Material for the task Start Marker

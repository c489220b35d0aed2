//! End-to-end document parsing: resolve the source, submit, await,
//! normalize, and persist.

use serde::{Deserialize, Serialize};
use serde_json::Value;
use tracing::{info, warn};

use crate::error::DocJobError;
use crate::normalize::Normalizer;
use crate::poller::CancelToken;
use crate::service::{ExtractionClient, Transport};
use crate::sink::{RecordMetadata, ResultSink};
use crate::source::{self, BlobStore, DocumentInput, SourceKind};
use crate::state_machine::JobSummary;

/// Body accepted by the `/parse` endpoint.
#[derive(Debug, Clone, Default, Deserialize)]
#[serde(rename_all = "camelCase")]
pub struct ParseRequest {
    pub text: Option<String>,
    pub bucket: Option<String>,
    pub file_path: Option<String>,
    pub candidate_name: Option<String>,
    pub job_id: Option<String>,
    pub user_id: Option<String>,
}

impl ParseRequest {
    /// Inline text wins over a stored document when both are given.
    pub fn input(&self) -> Result<DocumentInput, DocJobError> {
        if let Some(text) = self.text.as_deref() {
            if !text.trim().is_empty() {
                return Ok(DocumentInput::Inline {
                    text: text.to_string(),
                });
            }
        }

        match (non_empty(&self.bucket), non_empty(&self.file_path)) {
            (Some(bucket), Some(path)) => Ok(DocumentInput::Stored {
                bucket: bucket.to_string(),
                path: path.to_string(),
            }),
            _ => Err(DocJobError::InvalidRequest(
                "provide either text or bucket + filePath".into(),
            )),
        }
    }
}

fn non_empty(value: &Option<String>) -> Option<&str> {
    value.as_deref().map(str::trim).filter(|v| !v.is_empty())
}

/// A successfully parsed document.
#[derive(Debug, Clone)]
pub struct ParsedDocument {
    pub payload: Value,
    pub job_id: String,
    pub source: SourceKind,
    pub filename: String,
    pub summary: JobSummary,
}

/// Reply of the `/parse` endpoint.
#[derive(Debug, Clone, PartialEq, Serialize, Deserialize)]
#[serde(rename_all = "camelCase")]
pub struct ParseResponse {
    #[serde(skip_serializing_if = "Option::is_none")]
    pub resume_id: Option<String>,
    pub parsed: Value,
    pub parser_version: String,
}

pub struct DocumentService<T, B, S> {
    client: ExtractionClient<T>,
    store: B,
    sink: S,
    normalizer: Normalizer,
    parser_version: String,
}

impl<T, B, S> DocumentService<T, B, S>
where
    T: Transport + Sync,
    B: BlobStore + Sync,
    S: ResultSink + Sync,
{
    pub fn new(
        client: ExtractionClient<T>,
        store: B,
        sink: S,
        parser_version: impl Into<String>,
    ) -> Self {
        let normalizer = Normalizer::new(client.config().result_field.clone());
        Self {
            client,
            store,
            sink,
            normalizer,
            parser_version: parser_version.into(),
        }
    }

    pub fn client(&self) -> &ExtractionClient<T> {
        &self.client
    }

    pub fn parser_version(&self) -> &str {
        &self.parser_version
    }

    /// Submit the document behind `input` and await its normalized result.
    pub async fn parse_document(
        &self,
        input: &DocumentInput,
        cancel: &CancelToken,
    ) -> Result<ParsedDocument, DocJobError> {
        let document = source::resolve(&self.store, input).await?;
        // Uploads can take up to the request timeout; cancellation ends the wait.
        let job_id = tokio::select! {
            submitted = self.client.submit(&document) => submitted?,
            _ = cancel.cancelled() => {
                info!(filename = %document.filename, "upload cancelled");
                return Err(DocJobError::Cancelled {
                    job_id: "(not yet submitted)".to_string(),
                });
            }
        };

        let mut job = self.client.start_job(job_id.clone());
        let raw = match self.client.await_job(&mut job, cancel).await {
            Ok(raw) => raw,
            Err(e) => {
                let summary = JobSummary::from_job(&job);
                warn!(%job_id, final_state = %summary.final_state, polls = summary.polls, "document parse failed: {e}");
                return Err(e);
            }
        };

        Ok(ParsedDocument {
            payload: self.normalizer.normalize(raw),
            job_id,
            source: input.kind(),
            filename: document.filename,
            summary: JobSummary::from_job(&job),
        })
    }

    /// Validate, parse and persist one request.
    pub async fn process(
        &self,
        request: &ParseRequest,
        cancel: &CancelToken,
    ) -> Result<(ParseResponse, ParsedDocument), DocJobError> {
        let input = request.input()?;
        let parsed = self.parse_document(&input, cancel).await?;

        let metadata = RecordMetadata {
            candidate_name: request.candidate_name.clone(),
            job_id: request.job_id.clone(),
            user_id: request.user_id.clone(),
            source: parsed.source,
            filename: parsed.filename.clone(),
            extraction_job_id: parsed.job_id.clone(),
        };
        let resume_id = self
            .sink
            .store(&metadata, &parsed.payload, &self.parser_version)
            .await?;

        info!(
            extraction_job_id = %parsed.job_id,
            resume_id = resume_id.as_deref().unwrap_or("-"),
            "document processed"
        );

        let response = ParseResponse {
            resume_id,
            parsed: parsed.payload.clone(),
            parser_version: self.parser_version.clone(),
        };
        Ok((response, parsed))
    }
}
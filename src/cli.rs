//! Command-line interface built on clap.

use std::path::PathBuf;

use clap::{Args, Parser, Subcommand};

/// docjob: submit documents to an asynchronous extraction service and wait
/// for the result.
#[derive(Debug, Parser)]
#[command(name = "docjob", version, about)]
pub struct Cli {
    #[command(subcommand)]
    pub command: Command,

    /// Configuration file.
    #[arg(long, global = true, default_value = "docjob.toml")]
    pub config: PathBuf,

    /// Override the per-job timeout in seconds.
    #[arg(long, global = true)]
    pub timeout_secs: Option<u64>,

    /// Enable debug logging.
    #[arg(long, short, global = true, default_value_t = false)]
    pub verbose: bool,
}

#[derive(Debug, Subcommand)]
pub enum Command {
    /// Parse one document and print the normalized result.
    Parse(ParseArgs),

    /// Await the result of an already submitted job.
    Poll {
        /// Remote job id returned by the service.
        job_id: String,

        /// Print the job summary after the result.
        #[arg(long, default_value_t = false)]
        summary: bool,
    },

    /// Serve the HTTP parse endpoint.
    Serve {
        /// Bind address; defaults to `bind_addr` from the config.
        #[arg(long)]
        addr: Option<String>,
    },
}

#[derive(Debug, Args)]
pub struct ParseArgs {
    /// Document text submitted inline.
    #[arg(long, conflicts_with = "file", required_unless_present = "file")]
    pub text: Option<String>,

    /// Local document file.
    #[arg(long)]
    pub file: Option<PathBuf>,

    #[arg(long)]
    pub candidate_name: Option<String>,

    /// Caller-side job reference stored with the result.
    #[arg(long)]
    pub job_id: Option<String>,

    #[arg(long)]
    pub user_id: Option<String>,

    /// Print the parsed payload only, without the response envelope.
    #[arg(long, default_value_t = false)]
    pub raw: bool,
}

#[cfg(test)]
mod tests {
    use super::*;
    use clap::CommandFactory;

    #[test]
    fn cli_parses_parse_with_text() {
        let cli = Cli::parse_from(["docjob", "parse", "--text", "Jane Doe", "--candidate-name", "Jane"]);
        match cli.command {
            Command::Parse(args) => {
                assert_eq!(args.text.as_deref(), Some("Jane Doe"));
                assert_eq!(args.candidate_name.as_deref(), Some("Jane"));
                assert!(args.file.is_none());
                assert!(!args.raw);
            }
            _ => panic!("expected Parse command"),
        }
    }

    #[test]
    fn cli_parse_requires_a_document() {
        assert!(Cli::try_parse_from(["docjob", "parse"]).is_err());
        assert!(
            Cli::try_parse_from(["docjob", "parse", "--text", "a", "--file", "b.pdf"]).is_err()
        );
    }

    #[test]
    fn cli_parses_global_flags() {
        let cli = Cli::parse_from([
            "docjob",
            "--config",
            "other.toml",
            "--timeout-secs",
            "90",
            "--verbose",
            "poll",
            "J1",
        ]);
        assert!(cli.verbose);
        assert_eq!(cli.config, PathBuf::from("other.toml"));
        assert_eq!(cli.timeout_secs, Some(90));
        match cli.command {
            Command::Poll { job_id, summary } => {
                assert_eq!(job_id, "J1");
                assert!(!summary);
            }
            _ => panic!("expected Poll command"),
        }
    }

    #[test]
    fn cli_parses_serve() {
        let cli = Cli::parse_from(["docjob", "serve", "--addr", "0.0.0.0:9000"]);
        assert!(matches!(cli.command, Command::Serve { addr: Some(a) } if a == "0.0.0.0:9000"));
    }

    #[test]
    fn cli_verify() {
        Cli::command().debug_assert();
    }
}
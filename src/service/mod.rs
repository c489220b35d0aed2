pub mod client;
pub mod transport;
pub mod types;

pub use client::ExtractionClient;
pub use transport::{HttpTransport, Transport};
pub use types::{Document, HttpReply};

Material for the task End Marker

▶ _Task_:
Counting only lines that hold the word "ExtractionClient", report how many there are in the listing above, as a number alone.

▶ _The completed task_:
5